PS. this code will fail in python 3. If you really need floor division, use //, which is clear in both Python 2 and 3.
Instead of
for i in range(1,len(A)):
A[0].extend(A[i])
at least you can do
all_elements = []
for row in A:
all_elements.extend(row)
or even better, use itertools.chain.from_iterable:
from itertools import chain
all_elements = chain.from_iterable(A)
median_index = len(A) * len(A[0]) // 2
return sorted(all_elements)[median_index]
Alternative approach
In your solution, you'll have 3 copies of the whole matrix (+ whatever sorted uses internally):
A[0]contains a copy of each element of the matrix because OP appends them all there.- The rest of the rows
Aalso still exist, so they also contain an extra copy of each element (apart from the first row). sortedgenerates a third list.
By using chain you eliminate the first, so you still remain with 2 copies.

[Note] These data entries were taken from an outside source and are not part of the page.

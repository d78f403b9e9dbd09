use thiserror::Error;

/// Failure to decode a graph dataset at the host boundary.
#[derive(Debug, Error)]
pub enum DatasetError {
	#[error("invalid graph dataset: {0}")]
	Json(#[from] serde_json::Error),
}
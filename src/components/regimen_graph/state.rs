use log::{debug, info, trace};

use super::highlight::{Adjacency, Scene, resolve_scene};
use super::interaction::{GraphEvent, InteractionState, handle_event};
use super::layout::{LayoutConfig, layout};
use super::normalize::{NodeRecord, normalize};
use super::types::{GraphData, GraphLink, GraphNode};
use super::viewport::{ViewportMapper, ViewportTransform};

/// Whether viewport and interaction state survive a dataset replacement.
#[derive(Clone, Copy, Debug, Default, PartialEq, Eq)]
pub enum ViewRetention {
	/// Keep pan, zoom, drag and hover.
	#[default]
	Preserve,
	/// Return to the default viewport with nothing hovered or dragged.
	Reset,
}

/// All state owned by one regimen graph view.
///
/// Updates consume the state and return the next snapshot, so the host can
/// render exactly once per committed update.
#[derive(Clone, Debug)]
pub struct RegimenGraphState {
	/// Geometry the current layout was computed with.
	pub config: LayoutConfig,
	/// Current pan and zoom.
	pub transform: ViewportTransform,
	/// Gesture in progress and hover focus.
	pub interaction: InteractionState,
	records: Vec<NodeRecord>,
	nodes: Vec<GraphNode>,
	links: Vec<GraphLink>,
	adjacency: Adjacency,
}

impl RegimenGraphState {
	/// Normalizes and lays out `data` with a default viewport.
	pub fn new(data: &GraphData, config: LayoutConfig) -> Self {
		let mut state = Self {
			config,
			transform: ViewportTransform::default(),
			interaction: InteractionState::default(),
			records: Vec::new(),
			nodes: Vec::new(),
			links: Vec::new(),
			adjacency: Adjacency::default(),
		};
		state.load(data);
		state
	}

	/// Positioned nodes, conditions first.
	pub fn nodes(&self) -> &[GraphNode] {
		&self.nodes
	}

	/// All links, including ones that do not resolve.
	pub fn links(&self) -> &[GraphLink] {
		&self.links
	}

	/// Looks up a node by id.
	pub fn node(&self, id: &str) -> Option<&GraphNode> {
		self.nodes.iter().find(|n| n.id == id)
	}

	/// True when there is nothing to draw.
	pub fn is_empty(&self) -> bool {
		self.nodes.is_empty()
	}

	/// Whether a resolvable link joins `a` and `b`, in either direction.
	pub fn adjacent(&self, a: &str, b: &str) -> bool {
		self.adjacency.adjacent(a, b)
	}

	/// Replaces nodes and links wholesale and lays them out again.
	pub fn with_dataset(mut self, data: &GraphData, retention: ViewRetention) -> Self {
		self.load(data);
		match retention {
			ViewRetention::Preserve => self.interaction.retain_live(&self.nodes),
			ViewRetention::Reset => {
				self.transform = ViewportTransform::default();
				self.interaction = InteractionState::default();
			}
		}
		self
	}

	/// Changes the canvas height, which re-centers the layout. Dragged
	/// positions are discarded.
	pub fn with_height(mut self, height: f64) -> Self {
		if self.config.height != height {
			self.config.height = height;
			self.nodes = layout(&self.records, &self.config);
		}
		self
	}

	/// Applies one input event and returns the next snapshot.
	pub fn apply<M: ViewportMapper + ?Sized>(mut self, event: GraphEvent, mapper: &M) -> Self {
		trace!("event: {event:?}");
		handle_event(
			&mut self.interaction,
			&mut self.nodes,
			&mut self.transform,
			event,
			mapper,
		);
		self
	}

	/// Resolves the visual attributes for the current frame.
	pub fn scene(&self) -> Scene {
		resolve_scene(
			&self.nodes,
			&self.links,
			&self.adjacency,
			self.interaction.hovered_node_id(),
			self.transform.scale(),
		)
	}

	fn load(&mut self, data: &GraphData) {
		let graph = normalize(data);
		self.records = graph.nodes;
		self.links = graph.links;
		self.nodes = layout(&self.records, &self.config);
		self.adjacency = Adjacency::new(&self.nodes, &self.links);
		if self.nodes.is_empty() {
			debug!("empty dataset, nothing to render");
		} else {
			info!(
				"loaded regimen graph: {} nodes, {} links",
				self.nodes.len(),
				self.links.len()
			);
		}
	}
}

#[cfg(test)]
mod tests {
	use std::f64::consts::PI;

	use super::*;
	use crate::components::regimen_graph::interaction::Gesture;
	use crate::components::regimen_graph::types::Point;
	use crate::components::regimen_graph::viewport::IdentityMapper;

	fn data(json: &str) -> GraphData {
		GraphData::from_json(json).unwrap()
	}

	fn star() -> GraphData {
		data(
			r#"{
				"nodes": [
					{"id": "C", "name": "Type 2 Diabetes", "group": "condition"},
					{"id": "D0", "name": "Metformin", "group": "drug"},
					{"id": "D1", "name": "Empagliflozin", "group": "drug"}
				],
				"links": [
					{"source": "C", "target": "D0"},
					{"source": {"id": "C"}, "target": {"id": "D1"}}
				]
			}"#,
		)
	}

	#[test]
	fn single_condition_without_links() {
		let state = RegimenGraphState::new(
			&data(r#"{"nodes": [{"id": "A", "group": "condition"}], "links": []}"#),
			LayoutConfig::default(),
		);
		assert_eq!(state.nodes()[0].position, Point::new(500.0, 400.0));
		assert!(state.scene().edges.is_empty());
	}

	#[test]
	fn star_places_drugs_on_outer_ring_and_renders_both_edges() {
		let state = RegimenGraphState::new(&star(), LayoutConfig::default());
		let center = state.config.center();
		let d0 = state.node("D0").unwrap().position;
		let d1 = state.node("D1").unwrap().position;

		assert!((d0.distance_to(center) - 300.0).abs() < 1e-9);
		assert!((d1.distance_to(center) - 330.0).abs() < 1e-9);
		assert!((d0.y - center.y).abs() < 1e-9 && d0.x > center.x);
		assert!(((d1.y - center.y).atan2(d1.x - center.x).abs() - PI).abs() < 1e-9);

		let scene = state.scene();
		assert_eq!(scene.edges.len(), 2);
		assert!(scene.edges.iter().all(|e| e.source_id == "C" && e.from == center));
	}

	#[test]
	fn dragging_a_node_keeps_incident_edges_attached() {
		let state = RegimenGraphState::new(&star(), LayoutConfig::default());
		let grab = state.transform.world_to_screen(state.node("D0").unwrap().position);
		let drop = Point::new(120.0, 80.0);
		let untouched: Vec<_> = state.nodes().iter().filter(|n| n.id != "D0").cloned().collect();

		let state = state
			.apply(GraphEvent::PointerDown(grab), &IdentityMapper)
			.apply(GraphEvent::PointerMove(drop), &IdentityMapper)
			.apply(GraphEvent::PointerUp, &IdentityMapper);

		let expected = state.transform.screen_to_world(drop);
		assert_eq!(state.node("D0").unwrap().position, expected);
		for node in &untouched {
			assert_eq!(state.node(&node.id), Some(node));
		}
		let edge = state.scene().edges.into_iter().find(|e| e.target_id == "D0").unwrap();
		assert_eq!(edge.to, expected);
	}

	#[test]
	fn dataset_replacement_can_preserve_or_reset_the_view() {
		let state = RegimenGraphState::new(&star(), LayoutConfig::default())
			.apply(GraphEvent::ZoomIn, &IdentityMapper)
			.apply(GraphEvent::Hover(Some("D1".into())), &IdentityMapper);

		let replacement = data(
			r#"{"nodes": [{"id": "C", "group": "condition"}, {"id": "D0", "group": "drug"}], "links": []}"#,
		);

		let preserved = state.clone().with_dataset(&replacement, ViewRetention::Preserve);
		assert!((preserved.transform.scale() - 1.0).abs() < 1e-12);
		assert_eq!(preserved.interaction.hovered, None);
		assert_eq!(preserved.nodes().len(), 2);

		let reset = state.with_dataset(&replacement, ViewRetention::Reset);
		assert_eq!(reset.transform, ViewportTransform::default());
		assert_eq!(reset.interaction.gesture, Gesture::Idle);
	}

	#[test]
	fn malformed_records_leave_the_rest_of_the_graph_drawn() {
		let state = RegimenGraphState::new(
			&data(
				r#"{
					"nodes": [
						{"id": "C", "group": "condition"},
						{"id": "D0", "group": "drug"},
						{"id": "X"}
					],
					"links": [
						{"source": "C", "target": "D0"},
						{"source": "C", "target": 7}
					]
				}"#,
			),
			LayoutConfig::default(),
		);
		let scene = state.scene();
		assert_eq!(scene.nodes.len(), 2);
		assert_eq!(scene.edges.len(), 1);
		assert_eq!(state.node("C").unwrap().position, state.config.center());
	}

	#[test]
	fn height_change_recenters_layout() {
		let state = RegimenGraphState::new(&star(), LayoutConfig::default()).with_height(600.0);
		assert_eq!(state.node("C").unwrap().position, Point::new(500.0, 300.0));
	}

	#[test]
	fn dataset_replacement_lays_out_against_updated_height() {
		let mut state = RegimenGraphState::new(&star(), LayoutConfig::default());
		state.config.height = 500.0;
		let state = state.with_dataset(&star(), ViewRetention::Preserve);
		assert_eq!(state.node("C").unwrap().position, Point::new(500.0, 250.0));
	}

	#[test]
	fn empty_dataset_renders_nothing() {
		let state = RegimenGraphState::new(&GraphData::default(), LayoutConfig::default());
		assert!(state.is_empty());
		assert!(state.scene().is_empty());
		let state = state.apply(GraphEvent::PointerDown(Point::new(1.0, 1.0)), &IdentityMapper);
		assert!(matches!(state.interaction.gesture, Gesture::Panning { .. }));
	}

	#[test]
	fn hover_dimming_is_symmetric_across_the_graph() {
		let state = RegimenGraphState::new(&star(), LayoutConfig::default());
		let ids: Vec<String> = state.nodes().iter().map(|n| n.id.clone()).collect();
		for a in &ids {
			let scene_a = state.clone().apply(GraphEvent::Hover(Some(a.clone())), &IdentityMapper).scene();
			for b in ids.iter().filter(|b| *b != a) {
				let scene_b = state.clone().apply(GraphEvent::Hover(Some(b.clone())), &IdentityMapper).scene();
				assert_eq!(scene_a.node(b).unwrap().dimmed, scene_b.node(a).unwrap().dimmed);
			}
		}
	}
}
use super::types::Point;

pub const MIN_SCALE: f64 = 0.2;
pub const MAX_SCALE: f64 = 4.0;
pub const DEFAULT_SCALE: f64 = 0.8;
/// Toolbar zoom step.
pub const ZOOM_STEP: f64 = 0.2;
/// Wheel delta to zoom delta. Negative so that scrolling forward zooms out.
pub const WHEEL_ZOOM_FACTOR: f64 = -0.001;

/// Pan offset and zoom scale applied as translate-then-scale.
#[derive(Clone, Copy, Debug, PartialEq)]
pub struct ViewportTransform {
	pub offset_x: f64,
	pub offset_y: f64,
	scale: f64,
}

impl Default for ViewportTransform {
	fn default() -> Self {
		Self {
			offset_x: 0.0,
			offset_y: 0.0,
			scale: DEFAULT_SCALE,
		}
	}
}

impl ViewportTransform {
	pub fn scale(&self) -> f64 {
		self.scale
	}

	pub fn zoom_by(&mut self, delta: f64) {
		if !delta.is_finite() {
			return;
		}
		self.scale = (self.scale + delta).clamp(MIN_SCALE, MAX_SCALE);
	}

	pub fn zoom_by_wheel(&mut self, delta_y: f64) {
		self.zoom_by(delta_y * WHEEL_ZOOM_FACTOR);
	}

	pub fn pan_by(&mut self, dx: f64, dy: f64) {
		self.offset_x += dx;
		self.offset_y += dy;
	}

	pub fn reset(&mut self) {
		*self = Self::default();
	}

	pub fn screen_to_world(&self, screen: Point) -> Point {
		Point::new(
			(screen.x - self.offset_x) / self.scale,
			(screen.y - self.offset_y) / self.scale,
		)
	}

	pub fn world_to_screen(&self, world: Point) -> Point {
		Point::new(
			world.x * self.scale + self.offset_x,
			world.y * self.scale + self.offset_y,
		)
	}
}

/// Maps pointer coordinates reported by the host into canvas surface units,
/// i.e. the space the viewport transform is applied in.
///
/// The browser host accounts for the canvas bounding rect and CSS scaling;
/// tests substitute a closure or [`IdentityMapper`].
pub trait ViewportMapper {
	fn to_surface(&self, screen: Point) -> Point;

	fn screen_to_world(&self, screen: Point, transform: &ViewportTransform) -> Point {
		transform.screen_to_world(self.to_surface(screen))
	}
}

impl<F> ViewportMapper for F
where
	F: Fn(Point) -> Point,
{
	fn to_surface(&self, screen: Point) -> Point {
		self(screen)
	}
}

/// Pointer coordinates are already in surface units.
#[derive(Clone, Copy, Debug, Default)]
pub struct IdentityMapper;

impl ViewportMapper for IdentityMapper {
	fn to_surface(&self, screen: Point) -> Point {
		screen
	}
}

The easiest way to do this without copying the whole matrix in a sorted list, is to use a sorted queue of iterators of the different rows, sorted by the next value, and pop and reinsert on this queue until you have the median. I use bisect.insort_left for the insertion in order
from bisect import insort_left
def find_median(matrix):
"""
finds the median in a matrix with sorted rows
"""
median_index = len(matrix) * len(matrix[0]) // 2
iterators = map(iter, matrix)
iterators = deque(sorted((next(it), row, it) for (row, it) in enumerate(iterators)))
idx = 0
while idx <= median_index:
value, row, iterator = iterators.popleft()
try:
item = next(iterator), row, iterator
insort_left(iterators, item)
except StopIteration:
pass
idx += 1
# print(value, idx)
return value
The deque consumes some extra memory, but only O(N) instead of O(NM). This can also be done using a list of length N with the index of the iteration, doing the iteration over the different rows yourself.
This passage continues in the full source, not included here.